[Collected data]
####################

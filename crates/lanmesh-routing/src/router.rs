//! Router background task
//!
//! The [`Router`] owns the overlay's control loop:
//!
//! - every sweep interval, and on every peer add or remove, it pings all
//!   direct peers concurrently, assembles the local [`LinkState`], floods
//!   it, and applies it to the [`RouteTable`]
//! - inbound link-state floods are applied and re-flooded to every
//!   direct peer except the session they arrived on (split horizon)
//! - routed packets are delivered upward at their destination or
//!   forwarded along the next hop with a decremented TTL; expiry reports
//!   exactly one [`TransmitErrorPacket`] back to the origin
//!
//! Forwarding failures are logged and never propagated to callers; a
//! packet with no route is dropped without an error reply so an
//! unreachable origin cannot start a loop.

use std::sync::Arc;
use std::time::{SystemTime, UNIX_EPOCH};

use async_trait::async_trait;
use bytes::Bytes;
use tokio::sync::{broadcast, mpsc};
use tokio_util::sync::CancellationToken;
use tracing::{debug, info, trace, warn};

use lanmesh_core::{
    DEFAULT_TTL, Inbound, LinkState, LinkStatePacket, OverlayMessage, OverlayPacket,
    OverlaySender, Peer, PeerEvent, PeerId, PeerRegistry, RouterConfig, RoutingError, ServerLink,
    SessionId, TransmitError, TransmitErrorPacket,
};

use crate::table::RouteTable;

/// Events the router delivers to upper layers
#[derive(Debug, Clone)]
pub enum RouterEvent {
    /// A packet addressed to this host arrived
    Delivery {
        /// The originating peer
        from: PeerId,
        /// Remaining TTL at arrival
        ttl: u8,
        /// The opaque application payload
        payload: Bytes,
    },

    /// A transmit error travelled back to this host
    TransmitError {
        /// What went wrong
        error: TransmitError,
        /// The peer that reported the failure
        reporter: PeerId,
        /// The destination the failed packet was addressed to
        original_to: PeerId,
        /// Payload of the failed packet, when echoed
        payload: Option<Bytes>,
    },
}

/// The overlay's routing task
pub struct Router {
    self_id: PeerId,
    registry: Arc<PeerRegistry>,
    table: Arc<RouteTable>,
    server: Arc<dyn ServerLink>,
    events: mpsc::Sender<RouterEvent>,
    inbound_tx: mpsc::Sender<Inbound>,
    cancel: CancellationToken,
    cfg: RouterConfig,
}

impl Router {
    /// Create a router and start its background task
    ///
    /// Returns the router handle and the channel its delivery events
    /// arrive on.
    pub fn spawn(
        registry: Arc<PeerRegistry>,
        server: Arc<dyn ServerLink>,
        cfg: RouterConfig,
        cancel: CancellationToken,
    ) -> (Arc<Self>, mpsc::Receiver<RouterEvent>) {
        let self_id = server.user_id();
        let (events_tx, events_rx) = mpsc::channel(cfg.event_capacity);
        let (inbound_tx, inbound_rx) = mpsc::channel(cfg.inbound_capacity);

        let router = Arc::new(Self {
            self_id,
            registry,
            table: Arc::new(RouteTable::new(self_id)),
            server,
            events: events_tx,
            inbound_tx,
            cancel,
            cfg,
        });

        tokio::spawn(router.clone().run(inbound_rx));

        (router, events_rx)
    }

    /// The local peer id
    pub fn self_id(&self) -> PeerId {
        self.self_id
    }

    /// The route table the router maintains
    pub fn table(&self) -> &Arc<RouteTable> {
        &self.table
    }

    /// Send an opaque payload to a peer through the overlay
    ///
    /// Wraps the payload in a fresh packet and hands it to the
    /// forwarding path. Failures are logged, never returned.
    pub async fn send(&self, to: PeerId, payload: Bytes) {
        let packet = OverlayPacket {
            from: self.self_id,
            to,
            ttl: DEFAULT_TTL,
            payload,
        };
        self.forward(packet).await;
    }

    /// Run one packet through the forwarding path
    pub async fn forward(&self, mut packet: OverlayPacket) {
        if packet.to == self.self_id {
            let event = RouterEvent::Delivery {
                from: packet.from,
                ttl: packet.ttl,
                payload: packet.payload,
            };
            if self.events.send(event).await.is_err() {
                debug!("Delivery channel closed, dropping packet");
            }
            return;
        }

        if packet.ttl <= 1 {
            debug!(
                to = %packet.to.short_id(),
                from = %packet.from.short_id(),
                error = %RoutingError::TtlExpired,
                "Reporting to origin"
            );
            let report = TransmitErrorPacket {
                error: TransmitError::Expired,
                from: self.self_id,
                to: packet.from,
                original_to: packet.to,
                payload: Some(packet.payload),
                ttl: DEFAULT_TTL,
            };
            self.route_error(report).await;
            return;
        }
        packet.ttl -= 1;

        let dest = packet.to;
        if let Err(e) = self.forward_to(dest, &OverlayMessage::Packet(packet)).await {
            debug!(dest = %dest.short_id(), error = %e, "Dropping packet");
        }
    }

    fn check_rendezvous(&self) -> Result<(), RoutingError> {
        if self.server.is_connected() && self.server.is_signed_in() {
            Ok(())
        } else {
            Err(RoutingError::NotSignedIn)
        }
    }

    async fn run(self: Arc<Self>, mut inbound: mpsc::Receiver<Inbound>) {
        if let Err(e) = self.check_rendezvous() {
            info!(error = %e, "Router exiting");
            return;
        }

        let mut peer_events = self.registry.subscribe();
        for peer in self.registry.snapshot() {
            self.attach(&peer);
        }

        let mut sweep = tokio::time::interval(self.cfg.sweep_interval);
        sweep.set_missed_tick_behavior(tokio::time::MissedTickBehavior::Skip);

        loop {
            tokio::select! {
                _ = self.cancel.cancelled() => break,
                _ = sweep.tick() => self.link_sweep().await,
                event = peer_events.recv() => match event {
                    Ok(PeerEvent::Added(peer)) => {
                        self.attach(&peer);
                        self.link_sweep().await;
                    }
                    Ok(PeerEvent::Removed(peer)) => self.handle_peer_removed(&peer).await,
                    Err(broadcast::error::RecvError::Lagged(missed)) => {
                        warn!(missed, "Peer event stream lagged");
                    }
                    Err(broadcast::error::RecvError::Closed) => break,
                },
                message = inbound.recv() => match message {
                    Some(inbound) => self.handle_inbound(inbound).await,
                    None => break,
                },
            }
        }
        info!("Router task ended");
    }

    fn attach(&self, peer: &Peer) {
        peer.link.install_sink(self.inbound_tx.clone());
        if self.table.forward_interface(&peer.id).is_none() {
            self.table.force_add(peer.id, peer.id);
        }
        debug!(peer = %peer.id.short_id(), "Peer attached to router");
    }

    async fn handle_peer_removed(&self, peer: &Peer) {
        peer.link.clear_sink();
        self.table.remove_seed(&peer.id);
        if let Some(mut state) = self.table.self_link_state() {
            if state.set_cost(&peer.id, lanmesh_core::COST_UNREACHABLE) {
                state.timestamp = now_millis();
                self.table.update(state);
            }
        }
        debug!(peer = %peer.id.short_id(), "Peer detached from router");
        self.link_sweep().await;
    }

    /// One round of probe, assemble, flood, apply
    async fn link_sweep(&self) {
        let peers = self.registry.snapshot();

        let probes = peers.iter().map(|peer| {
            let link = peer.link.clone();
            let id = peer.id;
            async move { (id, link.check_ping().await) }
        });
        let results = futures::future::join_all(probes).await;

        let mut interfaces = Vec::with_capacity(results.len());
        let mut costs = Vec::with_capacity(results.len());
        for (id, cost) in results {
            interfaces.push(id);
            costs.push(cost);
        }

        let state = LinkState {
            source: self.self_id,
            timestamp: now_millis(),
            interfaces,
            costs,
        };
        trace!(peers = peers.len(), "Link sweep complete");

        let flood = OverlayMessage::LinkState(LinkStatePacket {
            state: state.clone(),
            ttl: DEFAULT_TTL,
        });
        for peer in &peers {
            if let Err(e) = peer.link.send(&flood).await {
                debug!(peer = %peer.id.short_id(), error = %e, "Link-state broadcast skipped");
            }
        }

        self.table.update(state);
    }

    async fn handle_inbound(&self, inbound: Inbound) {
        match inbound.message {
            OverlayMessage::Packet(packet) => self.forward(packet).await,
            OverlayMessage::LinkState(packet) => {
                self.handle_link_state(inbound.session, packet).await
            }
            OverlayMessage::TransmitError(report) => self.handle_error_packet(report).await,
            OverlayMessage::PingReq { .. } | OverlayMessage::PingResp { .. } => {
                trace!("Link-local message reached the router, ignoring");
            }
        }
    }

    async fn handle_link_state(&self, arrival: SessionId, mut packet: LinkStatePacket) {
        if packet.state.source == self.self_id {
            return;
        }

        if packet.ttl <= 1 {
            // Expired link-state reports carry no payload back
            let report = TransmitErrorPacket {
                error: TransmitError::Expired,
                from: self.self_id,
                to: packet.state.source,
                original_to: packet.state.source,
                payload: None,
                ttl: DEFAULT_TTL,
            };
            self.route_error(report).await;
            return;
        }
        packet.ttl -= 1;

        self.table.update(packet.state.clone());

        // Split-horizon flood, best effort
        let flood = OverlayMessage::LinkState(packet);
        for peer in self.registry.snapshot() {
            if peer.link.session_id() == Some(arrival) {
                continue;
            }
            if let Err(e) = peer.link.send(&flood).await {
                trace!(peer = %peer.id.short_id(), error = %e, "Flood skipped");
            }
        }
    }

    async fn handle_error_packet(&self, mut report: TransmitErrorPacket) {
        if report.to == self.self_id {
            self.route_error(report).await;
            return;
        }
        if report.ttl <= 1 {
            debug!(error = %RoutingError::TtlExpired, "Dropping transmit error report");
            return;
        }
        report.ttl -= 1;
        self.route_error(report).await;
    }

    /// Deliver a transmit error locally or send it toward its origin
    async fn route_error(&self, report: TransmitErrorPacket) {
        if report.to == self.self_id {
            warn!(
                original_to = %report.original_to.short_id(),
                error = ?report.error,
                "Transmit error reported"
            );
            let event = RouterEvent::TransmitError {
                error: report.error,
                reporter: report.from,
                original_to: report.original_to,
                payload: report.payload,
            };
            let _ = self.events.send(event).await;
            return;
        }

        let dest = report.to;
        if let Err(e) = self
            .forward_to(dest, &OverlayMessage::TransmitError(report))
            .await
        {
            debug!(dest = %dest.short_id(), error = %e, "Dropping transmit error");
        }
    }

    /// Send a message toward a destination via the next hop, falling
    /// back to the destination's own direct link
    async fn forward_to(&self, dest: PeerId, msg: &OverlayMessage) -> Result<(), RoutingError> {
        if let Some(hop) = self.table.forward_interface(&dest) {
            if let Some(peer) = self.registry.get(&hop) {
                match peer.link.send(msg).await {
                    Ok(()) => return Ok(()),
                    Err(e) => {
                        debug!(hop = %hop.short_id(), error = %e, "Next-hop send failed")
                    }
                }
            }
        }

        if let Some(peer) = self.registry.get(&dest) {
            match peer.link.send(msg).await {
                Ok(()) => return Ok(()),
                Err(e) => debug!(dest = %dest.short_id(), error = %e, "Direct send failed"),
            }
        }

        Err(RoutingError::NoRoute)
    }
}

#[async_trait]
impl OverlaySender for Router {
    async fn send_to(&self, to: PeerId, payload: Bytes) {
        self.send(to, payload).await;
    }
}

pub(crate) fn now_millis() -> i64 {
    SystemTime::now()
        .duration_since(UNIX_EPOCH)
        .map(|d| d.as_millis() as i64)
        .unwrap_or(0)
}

####################

## Task item
Say how many lines in the records hold the string "loop", please, and add no other words.

## Expected output
3